ABOUT THIS EXERCISE -
Copy out every line from the records that includes "NetworkApi".

Collected data:
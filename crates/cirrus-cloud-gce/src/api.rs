//! Compute Engine API surface consumed by this provider
//!
//! The REST transport lives outside this crate; anything implementing these
//! traits (an HTTP client, a fake in tests) can back the provider.

use crate::domain::{Firewall, FirewallOptions, Instance, ListPage, Network, Operation};
use crate::error::Result;
use async_trait::async_trait;

/// Global networks
#[async_trait]
pub trait NetworkApi: Send + Sync {
    async fn list_networks_page(&self, page_token: Option<&str>) -> Result<ListPage<Network>>;

    /// `None` when the network does not exist
    async fn get_network(&self, name: &str) -> Result<Option<Network>>;

    async fn create_network_in_range(
        &self,
        name: &str,
        ipv4_range: &str,
        gateway_ipv4: Option<&str>,
    ) -> Result<Operation>;

    async fn delete_network(&self, name: &str) -> Result<Operation>;

    /// Every network, following page tokens
    async fn list_networks(&self) -> Result<Vec<Network>> {
        let mut networks = Vec::new();
        let mut token: Option<String> = None;
        loop {
            let page = self.list_networks_page(token.as_deref()).await?;
            networks.extend(page.items);
            match page.next_page_token {
                Some(next) => token = Some(next),
                None => break,
            }
        }
        Ok(networks)
    }
}

/// Global firewalls
#[async_trait]
pub trait FirewallApi: Send + Sync {
    /// `filter` uses the list filter syntax, e.g. `network eq .*/default`
    async fn list_firewalls_page(
        &self,
        filter: Option<&str>,
        page_token: Option<&str>,
    ) -> Result<ListPage<Firewall>>;

    async fn create_firewall_in_network(
        &self,
        name: &str,
        network_uri: &str,
        options: &FirewallOptions,
    ) -> Result<Operation>;

    async fn delete_firewall(&self, name: &str) -> Result<Operation>;

    /// Every firewall matching `filter`, following page tokens
    async fn list_firewalls(&self, filter: Option<&str>) -> Result<Vec<Firewall>> {
        let mut firewalls = Vec::new();
        let mut token: Option<String> = None;
        loop {
            let page = self.list_firewalls_page(filter, token.as_deref()).await?;
            firewalls.extend(page.items);
            match page.next_page_token {
                Some(next) => token = Some(next),
                None => break,
            }
        }
        Ok(firewalls)
    }
}

#[async_trait]
pub trait OperationApi: Send + Sync {
    /// Current state of an operation, `None` once it no longer exists
    async fn get_operation(&self, self_link: &str) -> Result<Option<Operation>>;
}

#[async_trait]
pub trait InstanceApi: Send + Sync {
    async fn get_instance(&self, uri: &str) -> Result<Option<Instance>>;
}

/// Everything the security group provider needs from Compute Engine
pub trait ComputeApi: NetworkApi + FirewallApi + OperationApi + InstanceApi {}

impl<T> ComputeApi for T where T: NetworkApi + FirewallApi + OperationApi + InstanceApi {}

/// List filter selecting the firewalls of one network
pub fn network_filter(network_name: &str) -> String {
    format!("network eq .*/{}", network_name)
}

/// Last path segment of a resource URI
pub fn resource_name(uri: &str) -> &str {
    uri.trim_end_matches('/').rsplit('/').next().unwrap_or(uri)
}
use thiserror::Error;

#[derive(Error, Debug)]
pub enum ConfigError {
    #[error("Config directory not found")]
    ConfigDirNotFound,

    #[error(
        "Config file not found. Looked in:\n\
        - current directory: cirrus.local.yaml, cirrus.yaml\n\
        - ~/.config/cirrus/cirrus.yaml\n\
        Set CIRRUS_CONFIG_PATH to point at a file directly"
    )]
    ConfigFileNotFound,

    #[error("Invalid value for {key}: {value}")]
    InvalidValue { key: String, value: String },

    #[error("YAML parse error: {0}")]
    Yaml(#[from] serde_yaml::Error),

    #[error("IO error: {0}")]
    Io(#[from] std::io::Error),
}

pub type Result<T> = std::result::Result<T, ConfigError>;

ANSWER BOX -
pub trait NetworkApi: Send + Sync {
pub trait ComputeApi: NetworkApi + FirewallApi + OperationApi + InstanceApi {}
impl<T> ComputeApi for T where T: NetworkApi + FirewallApi + OperationApi + InstanceApi {}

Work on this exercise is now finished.